> [REQUIRED WORK] In the entries below, find the lines that contain the word "first" and copy them.

BEGIN EXCERPTED RECORDS

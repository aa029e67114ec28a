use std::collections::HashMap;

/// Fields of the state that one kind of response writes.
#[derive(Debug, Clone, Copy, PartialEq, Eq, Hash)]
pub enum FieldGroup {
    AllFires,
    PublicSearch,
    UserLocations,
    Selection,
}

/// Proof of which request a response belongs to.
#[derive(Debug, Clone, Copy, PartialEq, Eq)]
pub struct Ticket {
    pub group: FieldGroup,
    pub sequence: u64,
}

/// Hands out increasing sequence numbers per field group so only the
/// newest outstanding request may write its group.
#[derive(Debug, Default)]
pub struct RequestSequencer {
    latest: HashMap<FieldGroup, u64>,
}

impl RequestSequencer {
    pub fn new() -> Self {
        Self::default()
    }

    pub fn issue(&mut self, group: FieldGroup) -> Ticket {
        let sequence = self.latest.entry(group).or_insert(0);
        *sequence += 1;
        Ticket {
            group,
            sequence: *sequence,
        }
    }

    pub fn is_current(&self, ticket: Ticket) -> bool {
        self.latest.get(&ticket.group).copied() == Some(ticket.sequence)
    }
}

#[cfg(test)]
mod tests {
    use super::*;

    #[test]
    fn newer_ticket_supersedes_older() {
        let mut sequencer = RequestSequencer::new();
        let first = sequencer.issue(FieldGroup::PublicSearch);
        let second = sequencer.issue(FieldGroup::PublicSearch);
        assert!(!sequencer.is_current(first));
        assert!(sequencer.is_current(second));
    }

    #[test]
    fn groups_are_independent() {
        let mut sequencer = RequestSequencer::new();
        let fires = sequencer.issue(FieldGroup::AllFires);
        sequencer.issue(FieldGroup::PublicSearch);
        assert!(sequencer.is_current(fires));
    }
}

END EXCERPTED RECORDS
BEGIN EXCERPTED RECORDS

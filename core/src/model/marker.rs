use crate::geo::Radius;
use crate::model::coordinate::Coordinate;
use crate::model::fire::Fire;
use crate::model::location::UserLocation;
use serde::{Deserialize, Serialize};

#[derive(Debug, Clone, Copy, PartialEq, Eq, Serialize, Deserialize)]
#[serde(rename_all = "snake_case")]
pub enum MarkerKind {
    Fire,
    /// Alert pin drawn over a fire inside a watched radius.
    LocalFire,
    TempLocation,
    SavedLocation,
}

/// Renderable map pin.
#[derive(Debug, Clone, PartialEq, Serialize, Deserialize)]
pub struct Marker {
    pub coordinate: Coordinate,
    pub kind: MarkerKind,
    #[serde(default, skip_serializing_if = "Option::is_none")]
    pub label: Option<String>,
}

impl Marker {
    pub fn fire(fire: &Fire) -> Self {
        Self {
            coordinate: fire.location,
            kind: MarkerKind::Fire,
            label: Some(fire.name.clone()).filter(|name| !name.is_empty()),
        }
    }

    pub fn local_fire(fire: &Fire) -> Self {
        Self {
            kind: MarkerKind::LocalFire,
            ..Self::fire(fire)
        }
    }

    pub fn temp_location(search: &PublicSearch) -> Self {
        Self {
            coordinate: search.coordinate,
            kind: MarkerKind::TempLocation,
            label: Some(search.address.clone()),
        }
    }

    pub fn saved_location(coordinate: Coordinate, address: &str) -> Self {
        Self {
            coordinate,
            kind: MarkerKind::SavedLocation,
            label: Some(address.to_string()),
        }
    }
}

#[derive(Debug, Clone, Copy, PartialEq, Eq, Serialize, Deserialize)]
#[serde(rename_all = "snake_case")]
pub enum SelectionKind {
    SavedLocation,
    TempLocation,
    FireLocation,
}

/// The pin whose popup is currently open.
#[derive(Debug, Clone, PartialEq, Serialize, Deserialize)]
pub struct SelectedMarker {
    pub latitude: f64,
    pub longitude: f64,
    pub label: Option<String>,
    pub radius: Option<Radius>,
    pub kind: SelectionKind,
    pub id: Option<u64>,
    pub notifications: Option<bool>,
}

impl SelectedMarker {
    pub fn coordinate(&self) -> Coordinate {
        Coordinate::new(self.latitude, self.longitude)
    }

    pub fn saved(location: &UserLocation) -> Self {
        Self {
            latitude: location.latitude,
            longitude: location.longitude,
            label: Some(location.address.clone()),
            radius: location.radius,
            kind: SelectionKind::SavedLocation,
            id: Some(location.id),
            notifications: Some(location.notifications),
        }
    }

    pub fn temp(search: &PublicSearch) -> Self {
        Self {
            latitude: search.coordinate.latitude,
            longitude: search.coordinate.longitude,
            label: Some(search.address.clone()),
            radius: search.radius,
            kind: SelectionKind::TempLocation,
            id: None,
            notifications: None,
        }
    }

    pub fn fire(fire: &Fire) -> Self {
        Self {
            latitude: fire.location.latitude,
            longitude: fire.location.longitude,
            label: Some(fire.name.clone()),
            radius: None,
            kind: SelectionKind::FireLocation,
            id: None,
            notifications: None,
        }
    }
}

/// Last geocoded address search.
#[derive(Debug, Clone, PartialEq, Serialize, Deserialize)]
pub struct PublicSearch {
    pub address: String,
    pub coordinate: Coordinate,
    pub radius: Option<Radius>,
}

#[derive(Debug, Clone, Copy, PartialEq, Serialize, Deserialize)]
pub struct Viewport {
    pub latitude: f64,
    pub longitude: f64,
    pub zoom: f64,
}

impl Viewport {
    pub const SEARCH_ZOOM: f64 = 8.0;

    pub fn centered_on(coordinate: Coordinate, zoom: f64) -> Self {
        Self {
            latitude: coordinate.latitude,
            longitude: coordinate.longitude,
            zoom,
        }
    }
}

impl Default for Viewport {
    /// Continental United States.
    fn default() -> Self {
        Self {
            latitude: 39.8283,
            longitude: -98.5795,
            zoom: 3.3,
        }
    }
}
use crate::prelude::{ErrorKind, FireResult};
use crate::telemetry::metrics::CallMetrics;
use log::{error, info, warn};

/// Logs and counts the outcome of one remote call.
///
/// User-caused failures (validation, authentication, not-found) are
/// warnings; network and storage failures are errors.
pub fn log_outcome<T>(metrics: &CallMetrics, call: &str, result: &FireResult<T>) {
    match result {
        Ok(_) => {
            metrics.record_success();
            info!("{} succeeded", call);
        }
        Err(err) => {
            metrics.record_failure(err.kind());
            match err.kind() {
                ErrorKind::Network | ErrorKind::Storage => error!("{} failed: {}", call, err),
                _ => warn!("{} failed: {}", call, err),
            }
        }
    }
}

END EXCERPTED RECORDS

> [RESULT BELOW]
        let first = sequencer.issue(FieldGroup::PublicSearch);
        assert!(!sequencer.is_current(first));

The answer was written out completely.